The universities have also called on Theresa May to scrap plans make every single EU citizen apply for a new ‘settled status’ and instead grant an automatic right to remain to the thousands of people already permanently resident here. In addition, they want more clarity around the rights of the families of EU staff.

What will the Government say?

The problem for the Government is that they have to implement rules which cover all EU citizens in the UK. The rules have to be the same, whether you are an East European immigrant washing cars in a supermarket car park, or an Italian aerodynamicist lecturing at Cambridge. And with university towns having voted in significant numbers for Remain and then a year later for Jeremy Corbyn, they are unlikely to be high on Theresa May’s list of favourite causes.

But the figures speak for themselves – higher education is equal to the car industry in terms of importance to the economy. And after all, you could argue, the Government was prepared to give assurances to Nissan ahead of the Brexit negotiations starting – something Liberal Democrat leader Vince Cable interpreted as meaning that the UK will stay in the customs union (which would almost certainly mean retaining freedom of movement).
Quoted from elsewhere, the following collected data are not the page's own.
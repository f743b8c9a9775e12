//! Command-line front end for the fieldmap engine.

pub mod cli;
pub mod commands;
pub mod logging;
pub mod oracle_command;
pub mod summary;
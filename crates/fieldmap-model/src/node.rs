//! Canonical schema tree built from a JSON document.

use std::collections::BTreeMap;
use std::fmt;

use serde::{Deserialize, Serialize};

/// Name given to the synthetic child that samples an array's first element.
pub const ARRAY_ITEM_NAME: &str = "item";

/// Kind of JSON value a node was built from.
#[derive(Debug, Clone, Copy, PartialEq, Eq, Hash, Serialize, Deserialize)]
#[serde(rename_all = "lowercase")]
pub enum NodeType {
    Object,
    Array,
    String,
    Number,
    Boolean,
    Null,
}

impl NodeType {
    /// Lowercase identifier, identical to the serialized form.
    #[must_use]
    pub const fn as_str(&self) -> &'static str {
        match self {
            Self::Object => "object",
            Self::Array => "array",
            Self::String => "string",
            Self::Number => "number",
            Self::Boolean => "boolean",
            Self::Null => "null",
        }
    }

    /// True for `object` and `array`.
    #[must_use]
    pub const fn is_container(&self) -> bool {
        matches!(self, Self::Object | Self::Array)
    }
}

impl fmt::Display for NodeType {
    fn fmt(&self, f: &mut fmt::Formatter<'_>) -> fmt::Result {
        f.write_str(self.as_str())
    }
}

/// A node in a canonical schema tree.
///
/// `children` is present only for objects (one entry per property, in
/// document order) and for non-empty arrays (a single child named
/// [`ARRAY_ITEM_NAME`]). Scalars and empty arrays have no children at all.
/// Nodes are never mutated once built.
#[derive(Debug, Clone, PartialEq, Serialize)]
pub struct SchemaNode {
    name: String,
    #[serde(rename = "type")]
    node_type: NodeType,
    #[serde(skip_serializing_if = "Option::is_none")]
    children: Option<Vec<SchemaNode>>,
    #[serde(skip_serializing_if = "BTreeMap::is_empty")]
    metadata: BTreeMap<String, String>,
}

impl SchemaNode {
    /// Node without children.
    ///
    /// An `object` leaf still carries an empty child list so the
    /// object/children invariant holds; every other kind carries none.
    pub fn leaf(name: impl Into<String>, node_type: NodeType) -> Self {
        let children = match node_type {
            NodeType::Object => Some(Vec::new()),
            _ => None,
        };
        Self {
            name: name.into(),
            node_type,
            children,
            metadata: BTreeMap::new(),
        }
    }

    /// Object node with its properties in declaration order.
    pub fn object(name: impl Into<String>, children: Vec<SchemaNode>) -> Self {
        Self {
            name: name.into(),
            node_type: NodeType::Object,
            children: Some(children),
            metadata: BTreeMap::new(),
        }
    }

    /// Array node sampled from its first element, if any.
    pub fn array(name: impl Into<String>, item: Option<SchemaNode>) -> Self {
        Self {
            name: name.into(),
            node_type: NodeType::Array,
            children: item.map(|item| vec![item]),
            metadata: BTreeMap::new(),
        }
    }

    /// Attach an extension metadata entry.
    #[must_use]
    pub fn with_metadata(mut self, key: impl Into<String>, value: impl Into<String>) -> Self {
        self.metadata.insert(key.into(), value.into());
        self
    }

    pub fn name(&self) -> &str {
        &self.name
    }

    pub fn node_type(&self) -> NodeType {
        self.node_type
    }

    pub fn metadata(&self) -> &BTreeMap<String, String> {
        &self.metadata
    }

    /// Children as a slice; empty when the node has none.
    pub fn children(&self) -> &[SchemaNode] {
        self.children.as_deref().unwrap_or_default()
    }

    /// Children distinguishing "absent" from "present but empty".
    pub fn children_opt(&self) -> Option<&[SchemaNode]> {
        self.children.as_deref()
    }

    /// A leaf has no children, whether the list is absent or empty.
    pub fn is_leaf(&self) -> bool {
        self.children().is_empty()
    }

    /// First child with exactly this name.
    pub fn child(&self, name: &str) -> Option<&SchemaNode> {
        self.children().iter().find(|child| child.name == name)
    }

    /// Longest root-to-leaf chain, counting this node as depth 1.
    pub fn depth(&self) -> usize {
        1 + self
            .children()
            .iter()
            .map(SchemaNode::depth)
            .max()
            .unwrap_or(0)
    }

    /// Dotted paths of every leaf below this node, in document order.
    ///
    /// This node's own name is not part of any path.
    pub fn leaf_paths(&self) -> Vec<String> {
        let mut paths = Vec::new();
        for child in self.children() {
            collect_leaf_paths(child, "", &mut paths);
        }
        paths
    }
}

fn collect_leaf_paths(node: &SchemaNode, ancestor: &str, paths: &mut Vec<String>) {
    let path = join_path(ancestor, &node.name);
    if node.is_leaf() {
        paths.push(path);
        return;
    }
    for child in node.children() {
        collect_leaf_paths(child, &path, paths);
    }
}

/// Append `name` to a dotted ancestor path, omitting the separator when the
/// ancestor path is empty.
pub fn join_path(ancestor: &str, name: &str) -> String {
    if ancestor.is_empty() {
        name.to_string()
    } else {
        format!("{ancestor}.{name}")
    }
}

#[cfg(test)]
mod tests {
    use super::*;

    #[test]
    fn object_leaf_keeps_empty_children() {
        let node = SchemaNode::leaf("empty", NodeType::Object);
        assert_eq!(node.children_opt(), Some(&[][..]));
        assert!(node.is_leaf());
    }

    #[test]
    fn scalar_leaf_has_no_children() {
        let node = SchemaNode::leaf("age", NodeType::Number);
        assert!(node.children_opt().is_none());
        assert!(node.is_leaf());
    }

    #[test]
    fn empty_array_has_no_children() {
        let node = SchemaNode::array("tags", None);
        assert!(node.children_opt().is_none());
    }

    #[test]
    fn join_path_skips_empty_ancestor() {
        assert_eq!(join_path("", "name"), "name");
        assert_eq!(join_path("customer", "name"), "customer.name");
    }

    #[test]
    fn leaf_paths_descend_through_items() {
        let root = SchemaNode::object(
            "",
            vec![
                SchemaNode::leaf("id", NodeType::Number),
                SchemaNode::array(
                    "items",
                    Some(SchemaNode::object(
                        ARRAY_ITEM_NAME,
                        vec![SchemaNode::leaf("sku", NodeType::String)],
                    )),
                ),
            ],
        );
        assert_eq!(root.leaf_paths(), vec!["id", "items.item.sku"]);
        assert_eq!(root.depth(), 4);
    }
}
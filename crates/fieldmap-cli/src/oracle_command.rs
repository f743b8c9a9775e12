//! Semantic oracle backed by an external command.

use std::io::{ErrorKind, Write};
use std::process::{Command, Stdio};

use anyhow::{Result, bail};
use tracing::debug;

use fieldmap_core::{CompletionOracle, OracleError};

/// Build a [`CompletionOracle`] that pipes each prompt through `command_line`.
///
/// The command line is split on whitespace; no shell is involved. A command
/// that cannot be started, exits unsuccessfully, or prints non-UTF-8 output
/// is reported as an [`OracleError`], which the matcher treats as "no
/// semantic matches".
pub fn command_oracle(
    command_line: &str,
) -> Result<CompletionOracle<impl Fn(&str) -> Result<String, OracleError> + Send + Sync + 'static>>
{
    let mut words = command_line.split_whitespace().map(str::to_string);
    let Some(program) = words.next() else {
        bail!("oracle command is empty");
    };
    let args: Vec<String> = words.collect();
    let label = format!("command:{program}");
    Ok(CompletionOracle::new(label, move |prompt: &str| {
        run_completion(&program, &args, prompt)
    }))
}

fn run_completion(program: &str, args: &[String], prompt: &str) -> Result<String, OracleError> {
    debug!(program, "running oracle command");
    let mut child = Command::new(program)
        .args(args)
        .stdin(Stdio::piped())
        .stdout(Stdio::piped())
        .stderr(Stdio::piped())
        .spawn()
        .map_err(|error| OracleError::Unavailable(format!("failed to start {program}: {error}")))?;

    if let Some(mut stdin) = child.stdin.take() {
        // A command may answer without reading its input.
        match stdin.write_all(prompt.as_bytes()) {
            Ok(()) => {}
            Err(error) if error.kind() == ErrorKind::BrokenPipe => {}
            Err(error) => {
                return Err(OracleError::Unavailable(format!(
                    "failed to write prompt to {program}: {error}"
                )));
            }
        }
    }

    let output = child
        .wait_with_output()
        .map_err(|error| OracleError::Unavailable(format!("{program} did not finish: {error}")))?;
    if !output.status.success() {
        let stderr = String::from_utf8_lossy(&output.stderr);
        return Err(OracleError::Unavailable(format!(
            "{program} exited with {}: {}",
            output.status,
            stderr.trim()
        )));
    }
    String::from_utf8(output.stdout)
        .map_err(|error| OracleError::MalformedResponse(format!("{program} printed non-UTF-8 output: {error}")))
}
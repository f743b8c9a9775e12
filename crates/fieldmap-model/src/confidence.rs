//! Confidence buckets for reporting generated rules.

/// Confidence level categories for mapping quality assessment.
///
/// - `High`: near-certain matches that can be used without review
/// - `Medium`: good matches that should be verified
/// - `Low`: weak matches requiring manual confirmation
#[derive(Debug, Clone, Copy, PartialEq, Eq, PartialOrd, Ord, Hash)]
pub enum ConfidenceLevel {
    Low,
    Medium,
    High,
}

impl ConfidenceLevel {
    /// Returns a human-readable description of the confidence level.
    #[must_use]
    pub fn description(&self) -> &'static str {
        match self {
            Self::High => "high confidence - likely correct",
            Self::Medium => "medium confidence - should review",
            Self::Low => "low confidence - needs verification",
        }
    }

    #[must_use]
    pub const fn label(&self) -> &'static str {
        match self {
            Self::High => "High",
            Self::Medium => "Medium",
            Self::Low => "Low",
        }
    }
}

/// Boundaries between confidence levels.
///
/// - Below `low`: uncategorized
/// - `low` to `medium`: [`ConfidenceLevel::Low`]
/// - `medium` to `high`: [`ConfidenceLevel::Medium`]
/// - At or above `high`: [`ConfidenceLevel::High`]
#[derive(Debug, Clone, Copy, PartialEq)]
pub struct ConfidenceThresholds {
    /// Minimum confidence for high-quality matches (default: 0.95).
    pub high: f64,
    /// Minimum confidence for medium-quality matches (default: 0.80).
    pub medium: f64,
    /// Minimum confidence to be categorized at all (default: 0.60).
    pub low: f64,
}

impl Default for ConfidenceThresholds {
    fn default() -> Self {
        Self {
            high: 0.95,
            medium: 0.80,
            low: 0.60,
        }
    }
}

impl ConfidenceThresholds {
    /// Categorizes a confidence score; `None` below the low threshold.
    #[must_use]
    pub fn categorize(&self, confidence: f64) -> Option<ConfidenceLevel> {
        if confidence >= self.high {
            Some(ConfidenceLevel::High)
        } else if confidence >= self.medium {
            Some(ConfidenceLevel::Medium)
        } else if confidence >= self.low {
            Some(ConfidenceLevel::Low)
        } else {
            None
        }
    }
}

#[cfg(test)]
mod tests {
    use super::*;

    #[test]
    fn categorize_uses_inclusive_lower_bounds() {
        let thresholds = ConfidenceThresholds::default();
        assert_eq!(thresholds.categorize(1.0), Some(ConfidenceLevel::High));
        assert_eq!(thresholds.categorize(0.95), Some(ConfidenceLevel::High));
        assert_eq!(thresholds.categorize(0.80), Some(ConfidenceLevel::Medium));
        assert_eq!(thresholds.categorize(0.65), Some(ConfidenceLevel::Low));
        assert_eq!(thresholds.categorize(0.59), None);
    }
}
//! Engine options and their TOML configuration file.
//!
//! ```toml
//! [matching]
//! name_weight = 0.7
//! type_weight = 0.3
//! fuzzy_threshold = 0.6
//! oracle_policy = "validated"
//! strategy = "tiered"
//!
//! [limits]
//! max_depth = 64
//!
//! [synonyms]
//! groups = [["customer", "client"], ["addr", "address"]]
//! ```

use std::fs;
use std::path::Path;

use serde::{Deserialize, Serialize};

use crate::builder::DEFAULT_MAX_DEPTH;
use crate::error::{Result, SchemaError};
use crate::oracle::SynonymTable;
use crate::score::{NAME_WEIGHT, ScoreWeights, TYPE_WEIGHT};

/// Default strict lower bound for a fuzzy-tier match.
pub const FUZZY_THRESHOLD: f64 = 0.6;

/// How pairs returned by the semantic oracle are admitted.
#[derive(Debug, Clone, Copy, PartialEq, Eq, Default, Serialize, Deserialize)]
#[serde(rename_all = "snake_case")]
pub enum OraclePolicy {
    /// Accept every pair verbatim. Only exact-tier sources are protected.
    #[default]
    Trusted,
    /// Drop pairs naming fields outside the offered lists, and pairs whose
    /// target was already claimed by an earlier pair.
    Validated,
}

/// Which rule generator the engine runs.
#[derive(Debug, Clone, Copy, PartialEq, Eq, Default, Serialize, Deserialize)]
#[serde(rename_all = "snake_case")]
pub enum MappingStrategy {
    /// Exact, semantic, then fuzzy matching per level; rules for leaves only.
    #[default]
    Tiered,
    /// Exact-name walk followed by name/structure similarity over all pairs.
    Structural,
}

/// Runtime options of the mapping engine.
#[derive(Debug, Clone, Copy, PartialEq)]
pub struct EngineOptions {
    pub weights: ScoreWeights,
    pub fuzzy_threshold: f64,
    pub oracle_policy: OraclePolicy,
    pub strategy: MappingStrategy,
    /// Maximum nesting depth accepted by the builder, root included.
    pub max_depth: usize,
}

impl Default for EngineOptions {
    fn default() -> Self {
        Self {
            weights: ScoreWeights::default(),
            fuzzy_threshold: FUZZY_THRESHOLD,
            oracle_policy: OraclePolicy::default(),
            strategy: MappingStrategy::default(),
            max_depth: DEFAULT_MAX_DEPTH,
        }
    }
}

impl EngineOptions {
    #[must_use]
    pub fn with_strategy(mut self, strategy: MappingStrategy) -> Self {
        self.strategy = strategy;
        self
    }

    #[must_use]
    pub fn with_oracle_policy(mut self, policy: OraclePolicy) -> Self {
        self.oracle_policy = policy;
        self
    }

    #[must_use]
    pub fn with_max_depth(mut self, max_depth: usize) -> Self {
        self.max_depth = max_depth;
        self
    }
}

/// Contents of a TOML configuration file.
#[derive(Debug, Clone, Default, PartialEq, Serialize, Deserialize)]
#[serde(deny_unknown_fields)]
pub struct EngineConfig {
    #[serde(default)]
    pub matching: MatchingSection,
    #[serde(default)]
    pub limits: LimitsSection,
    #[serde(default)]
    pub synonyms: SynonymsSection,
}

#[derive(Debug, Clone, PartialEq, Serialize, Deserialize)]
#[serde(deny_unknown_fields)]
pub struct MatchingSection {
    #[serde(default = "default_name_weight")]
    pub name_weight: f64,
    #[serde(default = "default_type_weight")]
    pub type_weight: f64,
    #[serde(default = "default_fuzzy_threshold")]
    pub fuzzy_threshold: f64,
    #[serde(default)]
    pub oracle_policy: OraclePolicy,
    #[serde(default)]
    pub strategy: MappingStrategy,
}

impl Default for MatchingSection {
    fn default() -> Self {
        Self {
            name_weight: NAME_WEIGHT,
            type_weight: TYPE_WEIGHT,
            fuzzy_threshold: FUZZY_THRESHOLD,
            oracle_policy: OraclePolicy::default(),
            strategy: MappingStrategy::default(),
        }
    }
}

#[derive(Debug, Clone, PartialEq, Serialize, Deserialize)]
#[serde(deny_unknown_fields)]
pub struct LimitsSection {
    #[serde(default = "default_max_depth")]
    pub max_depth: usize,
}

impl Default for LimitsSection {
    fn default() -> Self {
        Self {
            max_depth: DEFAULT_MAX_DEPTH,
        }
    }
}

#[derive(Debug, Clone, Default, PartialEq, Serialize, Deserialize)]
#[serde(deny_unknown_fields)]
pub struct SynonymsSection {
    #[serde(default)]
    pub groups: Vec<Vec<String>>,
}

fn default_name_weight() -> f64 {
    NAME_WEIGHT
}

fn default_type_weight() -> f64 {
    TYPE_WEIGHT
}

fn default_fuzzy_threshold() -> f64 {
    FUZZY_THRESHOLD
}

fn default_max_depth() -> usize {
    DEFAULT_MAX_DEPTH
}

impl EngineConfig {
    /// Parse configuration text without validating value ranges.
    pub fn from_toml_str(text: &str) -> std::result::Result<Self, toml::de::Error> {
        toml::from_str(text)
    }

    /// Read, parse, and validate a configuration file.
    pub fn load(path: &Path) -> Result<Self> {
        let text = fs::read_to_string(path).map_err(|error| SchemaError::io(path, error))?;
        let config = Self::from_toml_str(&text).map_err(|source| SchemaError::Config {
            path: path.to_path_buf(),
            source,
        })?;
        config.validate()?;
        Ok(config)
    }

    /// Check value ranges.
    pub fn validate(&self) -> Result<()> {
        let matching = &self.matching;
        for (key, weight) in [
            ("name_weight", matching.name_weight),
            ("type_weight", matching.type_weight),
        ] {
            if !weight.is_finite() || weight < 0.0 {
                return Err(SchemaError::invalid_config(format!(
                    "matching.{key} must be a non-negative number, got {weight}"
                )));
            }
        }
        if matching.name_weight + matching.type_weight > 1.0 + f64::EPSILON {
            return Err(SchemaError::invalid_config(
                "matching.name_weight + matching.type_weight must not exceed 1.0",
            ));
        }
        if !(0.0..=1.0).contains(&matching.fuzzy_threshold) {
            return Err(SchemaError::invalid_config(format!(
                "matching.fuzzy_threshold must be within [0, 1], got {}",
                matching.fuzzy_threshold
            )));
        }
        if self.limits.max_depth == 0 {
            return Err(SchemaError::invalid_config("limits.max_depth must be at least 1"));
        }
        Ok(())
    }

    pub fn options(&self) -> EngineOptions {
        EngineOptions {
            weights: ScoreWeights {
                name: self.matching.name_weight,
                type_agreement: self.matching.type_weight,
            },
            fuzzy_threshold: self.matching.fuzzy_threshold,
            oracle_policy: self.matching.oracle_policy,
            strategy: self.matching.strategy,
            max_depth: self.limits.max_depth,
        }
    }

    /// Synonym oracle built from `[synonyms]`, if any group is configured.
    pub fn synonym_table(&self) -> Option<SynonymTable> {
        let table = SynonymTable::new(&self.synonyms.groups);
        (!table.is_empty()).then_some(table)
    }
}
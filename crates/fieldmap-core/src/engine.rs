//! The mapping engine facade.

use std::path::Path;

use tracing::debug;

use fieldmap_model::{MappingConfiguration, SchemaNode};

use crate::builder::build_schema_with_limit;
use crate::error::Result;
use crate::generator::MappingGenerator;
use crate::options::{EngineConfig, EngineOptions, MappingStrategy};
use crate::oracle::{NoSemanticMatches, SemanticOracle};
use crate::structural::generate_structural;

/// Builds schema trees and generates mapping configurations.
///
/// The engine holds no state between calls, so one instance can serve
/// concurrent requests as long as its oracle can.
pub struct MappingEngine {
    options: EngineOptions,
    oracle: Box<dyn SemanticOracle + Send + Sync>,
}

impl MappingEngine {
    /// Engine with the given options and no semantic oracle.
    pub fn new(options: EngineOptions) -> Self {
        Self {
            options,
            oracle: Box::new(NoSemanticMatches),
        }
    }

    #[must_use]
    pub fn with_oracle(mut self, oracle: impl SemanticOracle + Send + Sync + 'static) -> Self {
        self.oracle = Box::new(oracle);
        self
    }

    /// Engine configured from a parsed file; `[synonyms]` becomes the oracle.
    pub fn from_config(config: &EngineConfig) -> Self {
        let engine = Self::new(config.options());
        match config.synonym_table() {
            Some(table) => engine.with_oracle(table),
            None => engine,
        }
    }

    /// Load, validate, and apply a TOML configuration file.
    pub fn from_config_file(path: &Path) -> Result<Self> {
        let config = EngineConfig::load(path)?;
        debug!(path = %path.display(), "loaded engine config");
        Ok(Self::from_config(&config))
    }

    pub fn options(&self) -> &EngineOptions {
        &self.options
    }

    pub fn oracle_name(&self) -> &str {
        self.oracle.name()
    }

    /// Parse a JSON document into a schema tree, honouring `max_depth`.
    pub fn build_schema(&self, json: &str) -> Result<SchemaNode> {
        build_schema_with_limit(json, self.options.max_depth)
    }

    /// Generate rules for two schema trees with the configured strategy.
    pub fn generate(&self, source: &SchemaNode, target: &SchemaNode) -> MappingConfiguration {
        match self.options.strategy {
            MappingStrategy::Tiered => {
                MappingGenerator::new(self.oracle.as_ref(), &self.options).generate(source, target)
            }
            MappingStrategy::Structural => generate_structural(source, target),
        }
    }

    /// Build both documents and generate their mapping.
    ///
    /// # Errors
    ///
    /// Fails when either document is malformed or nests too deeply.
    pub fn map_documents(&self, source_json: &str, target_json: &str) -> Result<MappingConfiguration> {
        let source = self.build_schema(source_json)?;
        let target = self.build_schema(target_json)?;
        Ok(self.generate(&source, &target))
    }
}

impl Default for MappingEngine {
    fn default() -> Self {
        Self::new(EngineOptions::default())
    }
}

impl std::fmt::Debug for MappingEngine {
    fn fmt(&self, f: &mut std::fmt::Formatter<'_>) -> std::fmt::Result {
        f.debug_struct("MappingEngine")
            .field("options", &self.options)
            .field("oracle", &self.oracle.name())
            .finish()
    }
}
use fieldmap_core::{
    EngineOptions, MappingEngine, MappingStrategy, OraclePolicy, SchemaError, SynonymTable,
};
use fieldmap_model::{MappingConfiguration, Transformation};

const SOURCE: &str = r#"{
    "customer": {"first_name": "Ada", "last_name": "Lovelace", "email": "ada@example.com"},
    "orders": [{"sku": "A-1", "qty": 2}],
    "active": true
}"#;

const TARGET: &str = r#"{
    "customer": {"firstName": "Ada", "lastName": "Lovelace", "emailAddress": "ada@example.com"},
    "orders": [{"sku": "A-1", "quantity": 2}],
    "active": false
}"#;

fn render(config: &MappingConfiguration) -> String {
    let mut lines: Vec<String> = config
        .rules()
        .iter()
        .map(|rule| {
            format!(
                "{} -> {} ({:.4})",
                rule.source_path, rule.target_path, rule.confidence_score
            )
        })
        .collect();
    lines.push(format!("overall {:.4}", config.overall_confidence()));
    lines.join("\n")
}

#[test]
fn identical_scalar_field_maps_with_full_confidence() {
    let config = MappingEngine::default()
        .map_documents(r#"{"name": "Alice"}"#, r#"{"name": "Alice"}"#)
        .unwrap();

    assert_eq!(config.len(), 1);
    let rule = &config.rules()[0];
    assert_eq!(rule.source_path, "name");
    assert_eq!(rule.target_path, "name");
    assert_eq!(rule.transformation, Transformation::Direct);
    assert_eq!(rule.confidence_score, 1.0);
    assert_eq!(config.overall_confidence(), 1.0);
}

#[test]
fn renamed_field_falls_back_to_fuzzy_tier() {
    let config = MappingEngine::default()
        .map_documents(r#"{"fullName": "Alice"}"#, r#"{"name": "Alice"}"#)
        .unwrap();

    // 0.7 * name_similarity("fullname", "name") + 0.3 clears the 0.6 threshold.
    insta::assert_snapshot!(render(&config), @r"
    fullName -> name (0.6500)
    overall 0.6500
    ");
}

#[test]
fn array_items_are_addressed_through_item() {
    let config = MappingEngine::default()
        .map_documents(r#"{"items": [{"sku": "A"}]}"#, r#"{"items": [{"sku": "A"}]}"#)
        .unwrap();

    assert_eq!(config.len(), 1);
    let rule = &config.rules()[0];
    assert_eq!(rule.source_path, "items.item.sku");
    assert_eq!(rule.target_path, "items.item.sku");
    assert_eq!(rule.confidence_score, 1.0);
}

#[test]
fn childless_source_root_yields_empty_configuration() {
    let engine = MappingEngine::default();
    for target in [r#"{"a": 1}"#, "{}", "[]", "7"] {
        let config = engine.map_documents("{}", target).unwrap();
        assert!(config.is_empty());
        assert_eq!(config.overall_confidence(), 0.0);
    }
}

#[test]
fn nested_documents_without_oracle() {
    let config = MappingEngine::default()
        .map_documents(SOURCE, TARGET)
        .unwrap();

    // email/emailAddress and qty/quantity stay just under the fuzzy threshold.
    insta::assert_snapshot!(render(&config), @r"
    customer.first_name -> customer.firstName (1.0000)
    customer.last_name -> customer.lastName (1.0000)
    orders.item.sku -> orders.item.sku (1.0000)
    active -> active (1.0000)
    overall 1.0000
    ");
}

#[test]
fn nested_documents_with_synonym_oracle() {
    let engine = MappingEngine::default()
        .with_oracle(SynonymTable::new([["email", "emailAddress"], ["qty", "quantity"]]));
    let config = engine.map_documents(SOURCE, TARGET).unwrap();

    insta::assert_snapshot!(render(&config), @r"
    customer.first_name -> customer.firstName (1.0000)
    customer.last_name -> customer.lastName (1.0000)
    customer.email -> customer.emailAddress (0.5917)
    orders.item.sku -> orders.item.sku (1.0000)
    orders.item.qty -> orders.item.quantity (0.5625)
    active -> active (1.0000)
    overall 0.8590
    ");
}

#[test]
fn validated_policy_keeps_consistent_oracle_pairs() {
    let engine = MappingEngine::new(
        EngineOptions::default().with_oracle_policy(OraclePolicy::Validated),
    )
    .with_oracle(SynonymTable::new([["email", "emailAddress"], ["qty", "quantity"]]));
    let config = engine.map_documents(SOURCE, TARGET).unwrap();
    assert_eq!(config.len(), 6);
}

#[test]
fn structural_strategy_maps_intermediate_nodes() {
    let engine = MappingEngine::new(
        EngineOptions::default().with_strategy(MappingStrategy::Structural),
    );
    let config = engine.map_documents(SOURCE, TARGET).unwrap();

    assert!(config.rule_for_source("customer").is_some());
    assert!(config.rule_for_source("orders.item").is_some());
    for target in ["customer.firstName", "customer.lastName", "active"] {
        assert_eq!(config.rules_for_target(target).len(), 1, "{target}");
    }
}

#[test]
fn malformed_document_is_reported() {
    let err = MappingEngine::default()
        .map_documents(r#"{"name": "#, "{}")
        .unwrap_err();
    assert!(matches!(err, SchemaError::Parse(_)));
}

#[test]
fn configuration_serializes_with_camel_case_keys() {
    let config = MappingEngine::default()
        .map_documents(r#"{"name": "Alice"}"#, r#"{"name": "Alice"}"#)
        .unwrap();
    let value = serde_json::to_value(&config).unwrap();

    assert_eq!(value["rules"][0]["sourcePath"], "name");
    assert_eq!(value["rules"][0]["targetPath"], "name");
    assert_eq!(value["rules"][0]["transformation"], "direct");
    assert_eq!(value["rules"][0]["confidenceScore"], 1.0);
    assert_eq!(value["overallConfidence"], 1.0);
    assert!(value["notes"].is_string());
}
Higher education is a competitive business. British universities want to retain their high positions in the world universities ranking to attract the best students, the best teaching staff and money for research and investment. What they need from the Government is an answer, so that they can plan and recruit accordingly. Obviously, they want the Government to agree to their demands: but if they do not get a ‘yes,’ you suspect that a ‘no’ would be more useful than a long, drawn-out ‘maybe.’ The higher education sector cannot wait until March 2019 for an answer.